[Task objective]:
Copy out all the entries exactly.
══ Provided information
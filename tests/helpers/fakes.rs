//! In-memory host platform collaborators
//!
//! Each fake records the calls it receives so tests can assert on them.

use async_trait::async_trait;
use rust_decimal::Decimal;
use std::collections::{HashMap, HashSet};
use std::sync::Mutex;

use group_billing::models::{CourseRef, CourseSummary, GroupItemMeta, ProductRef, UserSummary};
use group_billing::services::{CatalogProvider, CommerceEngine, CourseEnrollmentProvider, IdentityProvider};
use group_billing::utils::errors::{ProviderError, ProviderResult};

/// Catalog with courses registered by the test
#[derive(Default)]
pub struct FakeCatalog {
    prices: Mutex<HashMap<i64, Decimal>>,
    products: Mutex<HashMap<i64, ProductRef>>,
    bindings: Mutex<HashMap<i64, CourseRef>>,
    courses: Mutex<Vec<CourseSummary>>,
    pub unavailable: Mutex<bool>,
}

impl FakeCatalog {
    /// Register a course sold as product `product_id` granting version 1
    pub fn add_course(&self, course_id: i64, product_id: i64, price: Decimal) {
        self.add_course_version(course_id, 1, ProductRef::simple(product_id), price);
    }

    pub fn add_course_version(&self, course_id: i64, version: i32, product: ProductRef, price: Decimal) {
        self.prices.lock().unwrap().insert(course_id, price);
        self.products.lock().unwrap().insert(course_id, product);
        self.bindings
            .lock()
            .unwrap()
            .insert(product.effective_id(), CourseRef { course_id, version });
        self.courses.lock().unwrap().push(CourseSummary {
            id: course_id,
            title: format!("Course {}", course_id),
        });
    }

    pub fn set_price(&self, course_id: i64, price: Decimal) {
        self.prices.lock().unwrap().insert(course_id, price);
    }

    /// A course with no purchasable product
    pub fn remove_product(&self, course_id: i64) {
        self.products.lock().unwrap().remove(&course_id);
    }

    fn check_available(&self) -> ProviderResult<()> {
        if *self.unavailable.lock().unwrap() {
            return Err(ProviderError::ServiceUnavailable);
        }
        Ok(())
    }
}

#[async_trait]
impl CatalogProvider for FakeCatalog {
    async fn price_of(&self, course_id: i64) -> ProviderResult<Decimal> {
        self.check_available()?;
        Ok(self.prices.lock().unwrap().get(&course_id).copied().unwrap_or(Decimal::ZERO))
    }

    async fn purchasable_product_for(&self, course_id: i64) -> ProviderResult<Option<ProductRef>> {
        self.check_available()?;
        Ok(self.products.lock().unwrap().get(&course_id).copied())
    }

    async fn course_for_product(&self, product: ProductRef) -> ProviderResult<Option<CourseRef>> {
        self.check_available()?;
        Ok(self.bindings.lock().unwrap().get(&product.effective_id()).copied())
    }

    async fn search_courses(&self, term: &str, limit: usize) -> ProviderResult<Vec<CourseSummary>> {
        self.check_available()?;
        let term = term.to_lowercase();
        Ok(self
            .courses
            .lock()
            .unwrap()
            .iter()
            .filter(|c| c.title.to_lowercase().contains(&term))
            .take(limit)
            .cloned()
            .collect())
    }
}

#[derive(Debug, Clone, Copy, PartialEq, Eq)]
pub enum LmsCall {
    Enroll(i64, CourseRef),
    Unenroll(i64, CourseRef),
    ResetProgress(i64, CourseRef),
}

/// Learning platform that records calls
#[derive(Default)]
pub struct FakeLms {
    pub calls: Mutex<Vec<LmsCall>>,
    pub fail_enroll: Mutex<bool>,
    pub unenroll_unsupported: Mutex<bool>,
}

impl FakeLms {
    pub fn calls(&self) -> Vec<LmsCall> {
        self.calls.lock().unwrap().clone()
    }
}

#[async_trait]
impl CourseEnrollmentProvider for FakeLms {
    async fn enroll_user(&self, user_id: i64, course: CourseRef) -> ProviderResult<()> {
        self.calls.lock().unwrap().push(LmsCall::Enroll(user_id, course));
        if *self.fail_enroll.lock().unwrap() {
            return Err(ProviderError::RequestFailed("HTTP 500: enrollment failed".to_string()));
        }
        Ok(())
    }

    async fn unenroll_user(&self, user_id: i64, course: CourseRef) -> ProviderResult<()> {
        self.calls.lock().unwrap().push(LmsCall::Unenroll(user_id, course));
        if *self.unenroll_unsupported.lock().unwrap() {
            return Err(ProviderError::Unsupported("unenroll".to_string()));
        }
        Ok(())
    }

    async fn reset_progress(&self, user_id: i64, course: CourseRef) -> ProviderResult<()> {
        self.calls.lock().unwrap().push(LmsCall::ResetProgress(user_id, course));
        Ok(())
    }
}

/// Identity system with roles and flags set by the test
#[derive(Default)]
pub struct FakeIdentity {
    roles: Mutex<HashMap<i64, Vec<String>>>,
    manager_flags: Mutex<HashSet<i64>>,
    users: Mutex<Vec<UserSummary>>,
}

impl FakeIdentity {
    pub fn grant_role(&self, user_id: i64, role: &str) {
        self.roles.lock().unwrap().entry(user_id).or_default().push(role.to_string());
    }

    pub fn grant_manager_flag(&self, user_id: i64) {
        self.manager_flags.lock().unwrap().insert(user_id);
    }

    pub fn add_user(&self, id: i64, display_name: &str, email: &str) {
        self.users.lock().unwrap().push(UserSummary {
            id,
            display_name: display_name.to_string(),
            email: email.to_string(),
        });
    }
}

#[async_trait]
impl IdentityProvider for FakeIdentity {
    async fn roles_of(&self, user_id: i64) -> ProviderResult<Vec<String>> {
        Ok(self.roles.lock().unwrap().get(&user_id).cloned().unwrap_or_default())
    }

    async fn has_group_manager_flag(&self, user_id: i64) -> ProviderResult<bool> {
        Ok(self.manager_flags.lock().unwrap().contains(&user_id))
    }

    async fn search_users(&self, term: &str, limit: usize) -> ProviderResult<Vec<UserSummary>> {
        let term = term.to_lowercase();
        Ok(self
            .users
            .lock()
            .unwrap()
            .iter()
            .filter(|u| u.display_name.to_lowercase().contains(&term) || u.email.to_lowercase().contains(&term))
            .take(limit)
            .cloned()
            .collect())
    }
}

/// Cart and order state of one storefront session
#[derive(Default)]
pub struct FakeCommerce {
    pub cart: Mutex<Vec<(ProductRef, GroupItemMeta)>>,
    pub order_meta: Mutex<Vec<(i64, String, String)>>,
    pub refused_products: Mutex<HashSet<i64>>,
    pub emptied: Mutex<u32>,
    pub zero_total: Mutex<bool>,
    pub payment_suppressed: Mutex<bool>,
}

impl FakeCommerce {
    pub fn meta_value(&self, order_id: i64, key: &str) -> Option<String> {
        self.order_meta
            .lock()
            .unwrap()
            .iter()
            .find(|(id, k, _)| *id == order_id && k == key)
            .map(|(_, _, v)| v.clone())
    }
}

#[async_trait]
impl CommerceEngine for FakeCommerce {
    async fn empty_cart(&self) -> ProviderResult<()> {
        self.cart.lock().unwrap().clear();
        *self.emptied.lock().unwrap() += 1;
        Ok(())
    }

    async fn add_to_cart(&self, product: ProductRef, meta: GroupItemMeta) -> ProviderResult<bool> {
        if self.refused_products.lock().unwrap().contains(&product.effective_id()) {
            return Ok(false);
        }
        self.cart.lock().unwrap().push((product, meta));
        Ok(true)
    }

    async fn force_zero_total(&self) -> ProviderResult<()> {
        *self.zero_total.lock().unwrap() = true;
        Ok(())
    }

    async fn suppress_payment_methods(&self) -> ProviderResult<()> {
        *self.payment_suppressed.lock().unwrap() = true;
        Ok(())
    }

    async fn set_order_meta(&self, order_id: i64, key: &str, value: &str) -> ProviderResult<()> {
        self.order_meta
            .lock()
            .unwrap()
            .push((order_id, key.to_string(), value.to_string()));
        Ok(())
    }
}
════
[Solved exercise]:
filename tests/helpers/fakes.rs
//! In-memory host platform collaborators
//!
//! Each fake records the calls it receives so tests can assert on them.

use async_trait::async_trait;
use rust_decimal::Decimal;
use std::collections::{HashMap, HashSet};
use std::sync::Mutex;

use group_billing::models::{CourseRef, CourseSummary, GroupItemMeta, ProductRef, UserSummary};
use group_billing::services::{CatalogProvider, CommerceEngine, CourseEnrollmentProvider, IdentityProvider};
use group_billing::utils::errors::{ProviderError, ProviderResult};

/// Catalog with courses registered by the test
#[derive(Default)]
pub struct FakeCatalog {
    prices: Mutex<HashMap<i64, Decimal>>,
    products: Mutex<HashMap<i64, ProductRef>>,
    bindings: Mutex<HashMap<i64, CourseRef>>,
    courses: Mutex<Vec<CourseSummary>>,
    pub unavailable: Mutex<bool>,
}

impl FakeCatalog {
    /// Register a course sold as product `product_id` granting version 1
    pub fn add_course(&self, course_id: i64, product_id: i64, price: Decimal) {
        self.add_course_version(course_id, 1, ProductRef::simple(product_id), price);
    }

    pub fn add_course_version(&self, course_id: i64, version: i32, product: ProductRef, price: Decimal) {
        self.prices.lock().unwrap().insert(course_id, price);
        self.products.lock().unwrap().insert(course_id, product);
        self.bindings
            .lock()
            .unwrap()
            .insert(product.effective_id(), CourseRef { course_id, version });
        self.courses.lock().unwrap().push(CourseSummary {
            id: course_id,
            title: format!("Course {}", course_id),
        });
    }

    pub fn set_price(&self, course_id: i64, price: Decimal) {
        self.prices.lock().unwrap().insert(course_id, price);
    }

    /// A course with no purchasable product
    pub fn remove_product(&self, course_id: i64) {
        self.products.lock().unwrap().remove(&course_id);
    }

    fn check_available(&self) -> ProviderResult<()> {
        if *self.unavailable.lock().unwrap() {
            return Err(ProviderError::ServiceUnavailable);
        }
        Ok(())
    }
}

#[async_trait]
impl CatalogProvider for FakeCatalog {
    async fn price_of(&self, course_id: i64) -> ProviderResult<Decimal> {
        self.check_available()?;
        Ok(self.prices.lock().unwrap().get(&course_id).copied().unwrap_or(Decimal::ZERO))
    }

    async fn purchasable_product_for(&self, course_id: i64) -> ProviderResult<Option<ProductRef>> {
        self.check_available()?;
        Ok(self.products.lock().unwrap().get(&course_id).copied())
    }

    async fn course_for_product(&self, product: ProductRef) -> ProviderResult<Option<CourseRef>> {
        self.check_available()?;
        Ok(self.bindings.lock().unwrap().get(&product.effective_id()).copied())
    }

    async fn search_courses(&self, term: &str, limit: usize) -> ProviderResult<Vec<CourseSummary>> {
        self.check_available()?;
        let term = term.to_lowercase();
        Ok(self
            .courses
            .lock()
            .unwrap()
            .iter()
            .filter(|c| c.title.to_lowercase().contains(&term))
            .take(limit)
            .cloned()
            .collect())
    }
}

#[derive(Debug, Clone, Copy, PartialEq, Eq)]
pub enum LmsCall {
    Enroll(i64, CourseRef),
    Unenroll(i64, CourseRef),
    ResetProgress(i64, CourseRef),
}

/// Learning platform that records calls
#[derive(Default)]
pub struct FakeLms {
    pub calls: Mutex<Vec<LmsCall>>,
    pub fail_enroll: Mutex<bool>,
    pub unenroll_unsupported: Mutex<bool>,
}

impl FakeLms {
    pub fn calls(&self) -> Vec<LmsCall> {
        self.calls.lock().unwrap().clone()
    }
}

#[async_trait]
impl CourseEnrollmentProvider for FakeLms {
    async fn enroll_user(&self, user_id: i64, course: CourseRef) -> ProviderResult<()> {
        self.calls.lock().unwrap().push(LmsCall::Enroll(user_id, course));
        if *self.fail_enroll.lock().unwrap() {
            return Err(ProviderError::RequestFailed("HTTP 500: enrollment failed".to_string()));
        }
        Ok(())
    }

    async fn unenroll_user(&self, user_id: i64, course: CourseRef) -> ProviderResult<()> {
        self.calls.lock().unwrap().push(LmsCall::Unenroll(user_id, course));
        if *self.unenroll_unsupported.lock().unwrap() {
            return Err(ProviderError::Unsupported("unenroll".to_string()));
        }
        Ok(())
    }

    async fn reset_progress(&self, user_id: i64, course: CourseRef) -> ProviderResult<()> {
        self.calls.lock().unwrap().push(LmsCall::ResetProgress(user_id, course));
        Ok(())
    }
}

/// Identity system with roles and flags set by the test
#[derive(Default)]
pub struct FakeIdentity {
    roles: Mutex<HashMap<i64, Vec<String>>>,
    manager_flags: Mutex<HashSet<i64>>,
    users: Mutex<Vec<UserSummary>>,
}

impl FakeIdentity {
    pub fn grant_role(&self, user_id: i64, role: &str) {
        self.roles.lock().unwrap().entry(user_id).or_default().push(role.to_string());
    }

    pub fn grant_manager_flag(&self, user_id: i64) {
        self.manager_flags.lock().unwrap().insert(user_id);
    }

    pub fn add_user(&self, id: i64, display_name: &str, email: &str) {
        self.users.lock().unwrap().push(UserSummary {
            id,
            display_name: display_name.to_string(),
            email: email.to_string(),
        });
    }
}

#[async_trait]
impl IdentityProvider for FakeIdentity {
    async fn roles_of(&self, user_id: i64) -> ProviderResult<Vec<String>> {
        Ok(self.roles.lock().unwrap().get(&user_id).cloned().unwrap_or_default())
    }

    async fn has_group_manager_flag(&self, user_id: i64) -> ProviderResult<bool> {
        Ok(self.manager_flags.lock().unwrap().contains(&user_id))
    }

    async fn search_users(&self, term: &str, limit: usize) -> ProviderResult<Vec<UserSummary>> {
        let term = term.to_lowercase();
        Ok(self
            .users
            .lock()
            .unwrap()
            .iter()
            .filter(|u| u.display_name.to_lowercase().contains(&term) || u.email.to_lowercase().contains(&term))
            .take(limit)
            .cloned()
            .collect())
    }
}

/// Cart and order state of one storefront session
#[derive(Default)]
pub struct FakeCommerce {
    pub cart: Mutex<Vec<(ProductRef, GroupItemMeta)>>,
    pub order_meta: Mutex<Vec<(i64, String, String)>>,
    pub refused_products: Mutex<HashSet<i64>>,
    pub emptied: Mutex<u32>,
    pub zero_total: Mutex<bool>,
    pub payment_suppressed: Mutex<bool>,
}

impl FakeCommerce {
    pub fn meta_value(&self, order_id: i64, key: &str) -> Option<String> {
        self.order_meta
            .lock()
            .unwrap()
            .iter()
            .find(|(id, k, _)| *id == order_id && k == key)
            .map(|(_, _, v)| v.clone())
    }
}

#[async_trait]
impl CommerceEngine for FakeCommerce {
    async fn empty_cart(&self) -> ProviderResult<()> {
        self.cart.lock().unwrap().clear();
        *self.emptied.lock().unwrap() += 1;
        Ok(())
    }

    async fn add_to_cart(&self, product: ProductRef, meta: GroupItemMeta) -> ProviderResult<bool> {
        if self.refused_products.lock().unwrap().contains(&product.effective_id()) {
            return Ok(false);
        }
        self.cart.lock().unwrap().push((product, meta));
        Ok(true)
    }

    async fn force_zero_total(&self) -> ProviderResult<()> {
        *self.zero_total.lock().unwrap() = true;
        Ok(())
    }

    async fn suppress_payment_methods(&self) -> ProviderResult<()> {
        *self.payment_suppressed.lock().unwrap() = true;
        Ok(())
    }

    async fn set_order_meta(&self, order_id: i64, key: &str, value: &str) -> ProviderResult<()> {
        self.order_meta
            .lock()
            .unwrap()
            .push((order_id, key.to_string(), value.to_string()));
        Ok(())
    }
}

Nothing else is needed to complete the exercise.